RECORDS TO PROCESS -
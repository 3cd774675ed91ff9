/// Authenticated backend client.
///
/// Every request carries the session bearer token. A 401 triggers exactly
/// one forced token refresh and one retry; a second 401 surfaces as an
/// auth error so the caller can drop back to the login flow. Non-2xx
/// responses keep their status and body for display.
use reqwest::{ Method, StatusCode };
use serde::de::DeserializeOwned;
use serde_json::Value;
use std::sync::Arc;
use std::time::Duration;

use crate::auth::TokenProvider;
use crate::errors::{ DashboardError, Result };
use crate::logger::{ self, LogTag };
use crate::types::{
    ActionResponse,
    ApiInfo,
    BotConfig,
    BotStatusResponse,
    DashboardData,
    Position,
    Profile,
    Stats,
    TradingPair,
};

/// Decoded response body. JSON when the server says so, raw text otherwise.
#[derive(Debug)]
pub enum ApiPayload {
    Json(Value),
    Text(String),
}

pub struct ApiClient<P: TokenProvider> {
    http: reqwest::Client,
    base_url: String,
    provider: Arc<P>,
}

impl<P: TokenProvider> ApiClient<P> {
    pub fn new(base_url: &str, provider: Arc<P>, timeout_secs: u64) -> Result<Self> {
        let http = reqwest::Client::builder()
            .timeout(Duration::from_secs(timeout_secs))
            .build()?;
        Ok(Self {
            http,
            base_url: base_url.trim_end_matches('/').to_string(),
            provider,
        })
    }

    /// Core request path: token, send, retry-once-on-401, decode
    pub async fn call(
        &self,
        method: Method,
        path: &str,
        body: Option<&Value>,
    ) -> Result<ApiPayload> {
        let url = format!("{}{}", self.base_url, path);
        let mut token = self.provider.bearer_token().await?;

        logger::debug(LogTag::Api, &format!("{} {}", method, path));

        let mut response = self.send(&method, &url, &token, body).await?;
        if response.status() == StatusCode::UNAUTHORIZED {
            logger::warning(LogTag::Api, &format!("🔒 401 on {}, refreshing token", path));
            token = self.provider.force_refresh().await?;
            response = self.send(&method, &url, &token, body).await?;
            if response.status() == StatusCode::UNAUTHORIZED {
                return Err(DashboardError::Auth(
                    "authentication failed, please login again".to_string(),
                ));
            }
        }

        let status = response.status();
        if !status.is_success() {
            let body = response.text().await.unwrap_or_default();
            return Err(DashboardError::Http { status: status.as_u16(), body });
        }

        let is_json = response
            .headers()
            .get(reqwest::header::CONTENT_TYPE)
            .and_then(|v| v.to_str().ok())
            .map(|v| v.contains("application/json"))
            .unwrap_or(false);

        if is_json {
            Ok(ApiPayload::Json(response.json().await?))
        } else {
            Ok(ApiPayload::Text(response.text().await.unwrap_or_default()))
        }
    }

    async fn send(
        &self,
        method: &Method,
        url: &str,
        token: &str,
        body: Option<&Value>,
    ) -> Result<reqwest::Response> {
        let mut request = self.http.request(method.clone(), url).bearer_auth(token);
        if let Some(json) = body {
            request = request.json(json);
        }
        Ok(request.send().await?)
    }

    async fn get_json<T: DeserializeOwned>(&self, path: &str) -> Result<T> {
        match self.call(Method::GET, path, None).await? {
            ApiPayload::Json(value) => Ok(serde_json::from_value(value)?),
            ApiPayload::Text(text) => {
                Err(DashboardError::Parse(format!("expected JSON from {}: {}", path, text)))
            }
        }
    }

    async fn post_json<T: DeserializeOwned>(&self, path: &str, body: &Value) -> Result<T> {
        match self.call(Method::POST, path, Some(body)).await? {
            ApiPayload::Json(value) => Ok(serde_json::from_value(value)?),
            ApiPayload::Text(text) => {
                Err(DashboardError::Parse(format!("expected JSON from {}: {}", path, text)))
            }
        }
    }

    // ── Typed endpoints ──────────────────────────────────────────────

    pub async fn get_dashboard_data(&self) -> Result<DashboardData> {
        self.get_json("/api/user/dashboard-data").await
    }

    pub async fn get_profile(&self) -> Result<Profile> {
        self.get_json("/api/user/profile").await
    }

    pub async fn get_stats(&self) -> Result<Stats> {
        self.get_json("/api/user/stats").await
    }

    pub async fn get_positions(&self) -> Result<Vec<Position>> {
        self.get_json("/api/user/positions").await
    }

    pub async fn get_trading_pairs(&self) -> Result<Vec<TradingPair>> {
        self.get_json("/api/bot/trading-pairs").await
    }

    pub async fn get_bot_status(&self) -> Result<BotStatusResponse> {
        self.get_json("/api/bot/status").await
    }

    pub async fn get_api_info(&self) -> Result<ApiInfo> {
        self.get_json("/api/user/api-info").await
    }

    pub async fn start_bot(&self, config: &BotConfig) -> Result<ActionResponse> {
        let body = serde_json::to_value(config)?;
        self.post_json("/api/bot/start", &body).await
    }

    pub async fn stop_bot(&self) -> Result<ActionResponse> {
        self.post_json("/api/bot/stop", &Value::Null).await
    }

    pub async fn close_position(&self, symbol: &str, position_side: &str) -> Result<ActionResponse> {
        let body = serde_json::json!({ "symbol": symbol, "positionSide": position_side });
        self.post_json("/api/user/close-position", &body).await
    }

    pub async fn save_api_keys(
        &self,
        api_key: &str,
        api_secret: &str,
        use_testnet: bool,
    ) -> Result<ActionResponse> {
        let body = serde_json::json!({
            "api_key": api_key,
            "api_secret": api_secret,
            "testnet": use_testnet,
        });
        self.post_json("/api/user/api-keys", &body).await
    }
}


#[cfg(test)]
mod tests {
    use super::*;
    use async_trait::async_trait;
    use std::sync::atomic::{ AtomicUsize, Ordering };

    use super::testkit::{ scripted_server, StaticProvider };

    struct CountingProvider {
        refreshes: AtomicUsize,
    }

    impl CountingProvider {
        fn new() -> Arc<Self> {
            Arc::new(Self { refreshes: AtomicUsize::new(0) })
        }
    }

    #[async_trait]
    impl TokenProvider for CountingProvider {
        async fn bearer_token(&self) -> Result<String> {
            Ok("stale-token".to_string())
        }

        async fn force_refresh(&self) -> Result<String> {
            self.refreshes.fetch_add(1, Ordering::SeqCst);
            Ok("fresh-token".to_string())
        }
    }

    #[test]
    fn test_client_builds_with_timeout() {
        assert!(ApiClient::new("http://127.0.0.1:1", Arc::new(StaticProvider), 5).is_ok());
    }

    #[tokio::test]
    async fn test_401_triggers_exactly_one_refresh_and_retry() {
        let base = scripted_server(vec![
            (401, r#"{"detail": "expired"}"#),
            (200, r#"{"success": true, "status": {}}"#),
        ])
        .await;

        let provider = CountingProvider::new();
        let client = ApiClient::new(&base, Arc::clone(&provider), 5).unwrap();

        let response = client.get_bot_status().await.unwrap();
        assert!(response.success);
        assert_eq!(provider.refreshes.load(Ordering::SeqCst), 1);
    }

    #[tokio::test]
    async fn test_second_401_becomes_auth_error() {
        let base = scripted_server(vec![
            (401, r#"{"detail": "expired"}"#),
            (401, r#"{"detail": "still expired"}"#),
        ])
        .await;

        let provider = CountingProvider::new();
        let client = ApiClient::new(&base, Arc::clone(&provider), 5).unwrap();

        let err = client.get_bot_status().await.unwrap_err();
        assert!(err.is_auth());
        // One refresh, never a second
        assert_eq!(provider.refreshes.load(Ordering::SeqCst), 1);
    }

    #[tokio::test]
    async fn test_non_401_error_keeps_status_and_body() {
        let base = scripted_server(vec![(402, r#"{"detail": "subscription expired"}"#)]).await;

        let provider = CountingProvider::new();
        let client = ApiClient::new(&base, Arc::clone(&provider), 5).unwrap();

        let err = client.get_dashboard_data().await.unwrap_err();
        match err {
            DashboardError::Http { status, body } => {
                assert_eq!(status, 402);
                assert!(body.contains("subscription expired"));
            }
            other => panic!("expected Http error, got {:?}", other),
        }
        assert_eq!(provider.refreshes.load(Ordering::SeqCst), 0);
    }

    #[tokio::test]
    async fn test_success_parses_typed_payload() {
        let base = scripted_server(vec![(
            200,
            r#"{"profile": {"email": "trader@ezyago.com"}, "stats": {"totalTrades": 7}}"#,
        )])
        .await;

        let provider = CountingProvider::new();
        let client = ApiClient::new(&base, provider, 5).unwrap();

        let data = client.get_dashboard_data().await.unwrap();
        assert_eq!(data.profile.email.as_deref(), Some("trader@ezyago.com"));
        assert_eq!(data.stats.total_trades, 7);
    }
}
--
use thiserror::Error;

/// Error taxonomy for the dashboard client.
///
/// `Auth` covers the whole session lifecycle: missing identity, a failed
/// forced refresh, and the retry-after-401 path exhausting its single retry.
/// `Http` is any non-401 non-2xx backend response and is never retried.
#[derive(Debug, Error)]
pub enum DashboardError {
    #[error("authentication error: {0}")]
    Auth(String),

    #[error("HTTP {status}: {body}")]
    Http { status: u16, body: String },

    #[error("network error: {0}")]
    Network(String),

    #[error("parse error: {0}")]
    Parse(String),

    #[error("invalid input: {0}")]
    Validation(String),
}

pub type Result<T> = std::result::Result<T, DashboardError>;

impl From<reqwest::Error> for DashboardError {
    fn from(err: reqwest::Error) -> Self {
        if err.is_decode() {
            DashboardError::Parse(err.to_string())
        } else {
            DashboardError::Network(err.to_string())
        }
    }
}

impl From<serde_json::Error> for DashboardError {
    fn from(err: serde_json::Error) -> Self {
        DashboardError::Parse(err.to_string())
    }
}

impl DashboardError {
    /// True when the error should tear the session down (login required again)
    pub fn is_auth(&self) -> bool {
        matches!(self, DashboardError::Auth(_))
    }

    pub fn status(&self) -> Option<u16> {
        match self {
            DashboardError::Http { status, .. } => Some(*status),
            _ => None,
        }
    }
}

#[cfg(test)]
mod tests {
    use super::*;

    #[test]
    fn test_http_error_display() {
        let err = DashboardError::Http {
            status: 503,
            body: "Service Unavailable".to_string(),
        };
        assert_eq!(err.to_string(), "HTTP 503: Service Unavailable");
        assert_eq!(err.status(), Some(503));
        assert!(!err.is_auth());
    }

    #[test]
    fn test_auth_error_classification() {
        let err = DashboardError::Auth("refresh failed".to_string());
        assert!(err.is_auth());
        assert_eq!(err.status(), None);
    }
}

TASK - Copy each line of the data above that holds "again".

SOLUTION BELOW -
                    "authentication failed, please login again".to_string(),
    /// True when the error should tear the session down (login required again)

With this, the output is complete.